Le voilà donc, à l’été 1983, à 30 ans, au départ de Perros-Guirec à la barre d’un half-tonner dessiné par Philippe Briand, avec l’impression de découvrir un nouveau monde : “Je n’avais aucune prétention, parce que je ne connaissais pas du tout mon niveau en solitaire et parce que je n’avais pas pu m’entraîner. Le bateau était en effet arrivé tout juste pour la course, on faisait encore les réglages des haubans sur la ligne de départ avec Philippe Briand.”

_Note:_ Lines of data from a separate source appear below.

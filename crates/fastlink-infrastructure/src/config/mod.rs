//! Process configuration
//!
//! Everything the service needs from its environment is read exactly once, in
//! [`AppConfig::from_env`], and handed to constructors from there. Empty
//! variables count as unset.

mod timeouts;

use std::net::SocketAddr;
use std::path::PathBuf;

use fastlink_domain::account::Credentials;
use fastlink_domain::notification::BarkConfig;
use fastlink_domain::shared::DomainError;

pub use timeouts::TimeoutConfig;

pub const ENV_USERNAME: &str = "FASTLINK_USERNAME";
pub const ENV_PASSWORD: &str = "FASTLINK_PASSWORD";
pub const ENV_BARK_SERVER: &str = "BARK_SERVER";
pub const ENV_BARK_DEVICE_KEY: &str = "BARK_DEVICE_KEY";
pub const ENV_BASE_URL: &str = "FASTLINK_BASE_URL";
pub const ENV_CHECKIN_CRON: &str = "FASTLINK_CHECKIN_CRON";
pub const ENV_LISTEN_ADDR: &str = "FASTLINK_LISTEN_ADDR";
pub const ENV_LOG_DIR: &str = "FASTLINK_LOG_DIR";

pub const DEFAULT_BASE_URL: &str = "http://fastlink.pro";
/// Six-field cron expression, evaluated in UTC
pub const DEFAULT_CHECKIN_CRON: &str = "0 0 1 * * *";
pub const DEFAULT_LISTEN_ADDR: &str = "127.0.0.1:8787";

const APP_DIR_NAME: &str = "fastlink-checkin";

#[derive(Debug, Clone)]
pub struct AppConfig {
    pub credentials: Credentials,
    /// `None` disables notifications
    pub bark: Option<BarkConfig>,
    pub portal_base_url: String,
    pub checkin_cron: String,
    pub listen_addr: SocketAddr,
    pub log_dir: PathBuf,
    pub timeouts: TimeoutConfig,
    /// Non-fatal problems found while reading the environment, for the caller
    /// to log once logging is up
    pub warnings: Vec<String>,
}

impl AppConfig {
    /// Build the configuration from process environment variables
    pub fn from_env() -> Result<Self, DomainError> {
        Self::from_lookup(|key| std::env::var(key).ok())
    }

    /// Build the configuration from an arbitrary variable lookup
    pub fn from_lookup<F>(lookup: F) -> Result<Self, DomainError>
    where
        F: Fn(&str) -> Option<String>,
    {
        let get = |key: &str| non_empty(&lookup, key);
        let mut warnings = Vec::new();

        let username = get(ENV_USERNAME).unwrap_or_default();
        let password = get(ENV_PASSWORD).unwrap_or_default();
        if username.is_empty() || password.is_empty() {
            warnings.push(format!(
                "{} or {} is not set, every run will report a login failure",
                ENV_USERNAME, ENV_PASSWORD
            ));
        }

        let bark = match (get(ENV_BARK_SERVER), get(ENV_BARK_DEVICE_KEY)) {
            (Some(server), Some(key)) => Some(BarkConfig::new(server, key)?),
            (None, None) => None,
            _ => {
                warnings.push(format!(
                    "Only one of {} and {} is set, notifications are disabled",
                    ENV_BARK_SERVER, ENV_BARK_DEVICE_KEY
                ));
                None
            }
        };

        let portal_base_url = get(ENV_BASE_URL).unwrap_or_else(|| DEFAULT_BASE_URL.to_string());
        url::Url::parse(&portal_base_url).map_err(|e| {
            DomainError::Config(format!("Invalid {} '{}': {}", ENV_BASE_URL, portal_base_url, e))
        })?;

        let listen_addr_raw = get(ENV_LISTEN_ADDR).unwrap_or_else(|| DEFAULT_LISTEN_ADDR.to_string());
        let listen_addr = listen_addr_raw.parse::<SocketAddr>().map_err(|e| {
            DomainError::Config(format!("Invalid {} '{}': {}", ENV_LISTEN_ADDR, listen_addr_raw, e))
        })?;

        let log_dir = resolve_log_dir(&lookup);

        Ok(Self {
            credentials: Credentials::new(username, password),
            bark,
            portal_base_url,
            checkin_cron: get(ENV_CHECKIN_CRON).unwrap_or_else(|| DEFAULT_CHECKIN_CRON.to_string()),
            listen_addr,
            log_dir,
            timeouts: TimeoutConfig::default(),
            warnings,
        })
    }

    /// Log directory from the process environment, readable before the rest
    /// of the configuration so that logging can start first
    pub fn log_dir_from_env() -> PathBuf {
        resolve_log_dir(&|key: &str| std::env::var(key).ok())
    }
}

fn non_empty<F>(lookup: &F, key: &str) -> Option<String>
where
    F: Fn(&str) -> Option<String>,
{
    lookup(key).filter(|value| !value.trim().is_empty())
}

fn resolve_log_dir<F>(lookup: &F) -> PathBuf
where
    F: Fn(&str) -> Option<String>,
{
    non_empty(lookup, ENV_LOG_DIR)
        .map(PathBuf::from)
        .unwrap_or_else(default_log_dir)
}

/// `<local data dir>/fastlink-checkin/logs`, or `./logs` when the platform has none
fn default_log_dir() -> PathBuf {
    dirs::data_local_dir()
        .map(|dir| dir.join(APP_DIR_NAME).join("logs"))
        .unwrap_or_else(|| PathBuf::from("logs"))
}
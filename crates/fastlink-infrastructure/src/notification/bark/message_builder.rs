use fastlink_domain::notification::NotificationMessage;
use serde_json::json;

impl super::BarkSender {
    /// JSON body accepted by the Bark `/push` endpoint
    pub(super) fn build_payload(&self, message: &NotificationMessage) -> serde_json::Value {
        json!({
            "title": message.title,
            "body": message.content,
            "group": message.group.as_deref().unwrap_or(super::DEFAULT_GROUP),
            "device_key": self.config.device_key(),
        })
    }
}
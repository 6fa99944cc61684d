use std::sync::LazyLock;

use chrono::NaiveDateTime;
use regex::{Captures, Regex};

use super::{
    AccountStatus, StatusExtractor, DEFAULT_REMAINING_TRAFFIC, DEFAULT_TOTAL_TRAFFIC,
    DEFAULT_UNUSED_TRAFFIC, DEFAULT_USED_TODAY,
};
use crate::reset::days_until_reset;
use crate::shared::DomainError;

/// Shown on the check-in button once today's check-in is done ("come back tomorrow")
pub const CHECKED_IN_MARKER: &str = "明日再来";

/// `trafficDountChat('<total>', '<used today>', '<remaining>', ...)` in the page's inline script
static TRAFFIC_CHART: LazyLock<Regex> = LazyLock::new(|| {
    Regex::new(r"trafficDountChat\(\s*'([^']*)',\s*'([^']*)',\s*'([^']*)',")
        .expect("invalid traffic chart regex")
});

static UNUSED_TRAFFIC: LazyLock<Regex> = LazyLock::new(|| {
    Regex::new(r#"\["Unused_Traffic",\s*"([^"]+)"\]"#).expect("invalid unused traffic regex")
});

static CLASS_EXPIRE: LazyLock<Regex> = LazyLock::new(|| {
    Regex::new(r#"\["Class_Expire",\s*"([^"]+)"\]"#).expect("invalid class expire regex")
});

/// Regex scraper for the portal's server-rendered `/user` page
///
/// Every field is extracted independently: a missing marker only
/// defaults that field, it never fails the whole page.
#[derive(Debug, Default, Clone, Copy)]
pub struct RegexStatusExtractor;

impl RegexStatusExtractor {
    pub fn new() -> Self {
        Self
    }
}

impl StatusExtractor for RegexStatusExtractor {
    fn extract(&self, html: &str, now: NaiveDateTime) -> Result<AccountStatus, DomainError> {
        // Rejected rather than defaulted: callers report a failed fetch and
        // never check in on a blank page.
        if html.trim().is_empty() {
            return Err(DomainError::Parse("Status page is empty".to_string()));
        }

        let (total_traffic, used_today, remaining_traffic) = extract_traffic(html);

        Ok(AccountStatus {
            can_check_in: !html.contains(CHECKED_IN_MARKER),
            total_traffic,
            used_today,
            remaining_traffic,
            unused_traffic: capture(&UNUSED_TRAFFIC, html)
                .unwrap_or_else(|| DEFAULT_UNUSED_TRAFFIC.to_string()),
            expiry_date: capture(&CLASS_EXPIRE, html).unwrap_or_default(),
            days_until_reset: days_until_reset(now),
        })
    }
}

/// Extract (total, used today, remaining), defaulting each empty field on its own
fn extract_traffic(html: &str) -> (String, String, String) {
    let Some(caps) = TRAFFIC_CHART.captures(html) else {
        log::debug!("Traffic chart call not found in status page, using defaults");
        return (
            DEFAULT_TOTAL_TRAFFIC.to_string(),
            DEFAULT_USED_TODAY.to_string(),
            DEFAULT_REMAINING_TRAFFIC.to_string(),
        );
    };

    (
        field_or(&caps, 1, DEFAULT_TOTAL_TRAFFIC),
        field_or(&caps, 2, DEFAULT_USED_TODAY),
        field_or(&caps, 3, DEFAULT_REMAINING_TRAFFIC),
    )
}

fn field_or(caps: &Captures<'_>, index: usize, default: &str) -> String {
    match caps.get(index).map(|m| m.as_str().trim()) {
        Some(value) if !value.is_empty() => value.to_string(),
        _ => default.to_string(),
    }
}

fn capture(regex: &Regex, html: &str) -> Option<String> {
    regex
        .captures(html)
        .and_then(|caps| caps.get(1))
        .map(|m| m.as_str().to_string())
}
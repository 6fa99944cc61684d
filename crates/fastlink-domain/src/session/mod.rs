mod token_extractor;

use std::fmt;

pub use token_extractor::SessionTokenExtractor;

/// Session token value object
/// Concatenated `name=value` cookie pairs proving authentication for one run
///
/// Never persisted: a token lives only as long as the run that created it.
#[derive(Clone, PartialEq, Eq)]
pub struct SessionToken(String);

impl SessionToken {
    /// Create a token, rejecting an empty cookie string
    pub fn new(cookies: impl Into<String>) -> Option<Self> {
        let cookies = cookies.into();
        if cookies.is_empty() {
            None
        } else {
            Some(Self(cookies))
        }
    }

    /// Value for a `Cookie` request header
    pub fn as_cookie_header(&self) -> &str {
        &self.0
    }
}

impl fmt::Debug for SessionToken {
    fn fmt(&self, f: &mut fmt::Formatter<'_>) -> fmt::Result {
        // Cookie names are useful in logs, values are secrets
        let names = self
            .0
            .split("; ")
            .map(|pair| pair.split('=').next().unwrap_or(""))
            .collect::<Vec<_>>()
            .join(", ");
        write!(f, "SessionToken([{}])", names)
    }
}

Malgré cela, il signe une prometteuse 12e place, son cinquième meilleur résultat en 28 participations, et revient avec plein d’images en tête : “Je garde un souvenir merveilleux de cette première, notamment de la première étape vers Kinsale, les trois nuits en mer, les plateformes gazières, l’ambiance des pubs sur place, c’était la première fois que j’allais en Irlande, ça ne manquait ni de charme ni de découverte. Kinsale restera d’ailleurs ma destination préférée : les arrivées vers 16h au Fastnet avec le soleil qui commence à descendre, les 50 derniers milles le long d’une côte sans aucune construction, j’avais toujours l’impression d’avoir la même vision, un peu intemporelle, que celle qu’ont dû avoir les Vikings quand ils sont arrivés sur ces côtes. C’est cette dimension de voyage qui m’a fait aimer cette course, c’était comme des vacances dynamiques.”

S’il subit un an plus tard “un abandon forcé” pour sa deuxième participation – “On m’avait empêché de prendre le départ de la dernière étape depuis La Corogne, parce que la quille du bateau bougeait !” – et qu’il connaît un trou de quatre ans entre 1986 et 1989 faute de financement, il revient sur la Solitaire en 1990, première année du Figaro Bénéteau 1, pour enchaîner… 25 éditions consécutives, évidemment un record ! Avec, à l’arrivée une sixième place en 1991 comme meilleur classement (il a terminé quatre fois parmi les dix premiers).

Peut-être que j’ai manqué un peu de prétentions sportives, je n’ai ni été malchanceux, ni brillant, mais ça me contentait très bien. J’étais dans une sorte de zone de confort, j’aimais bien faire mon Figaro tous les ans. Et au fur et à mesure, le circuit a grandi, ça donnait quatre-cinq mois d’exposition sportive, on commençait une saison sur deux en allant à Saint-Barth, on finissait parfois à Istanbul, je préférais faire ça à la Route du Rhum tous les quatre ans, le Figaro me comblait sportivement, explique le Marseillais.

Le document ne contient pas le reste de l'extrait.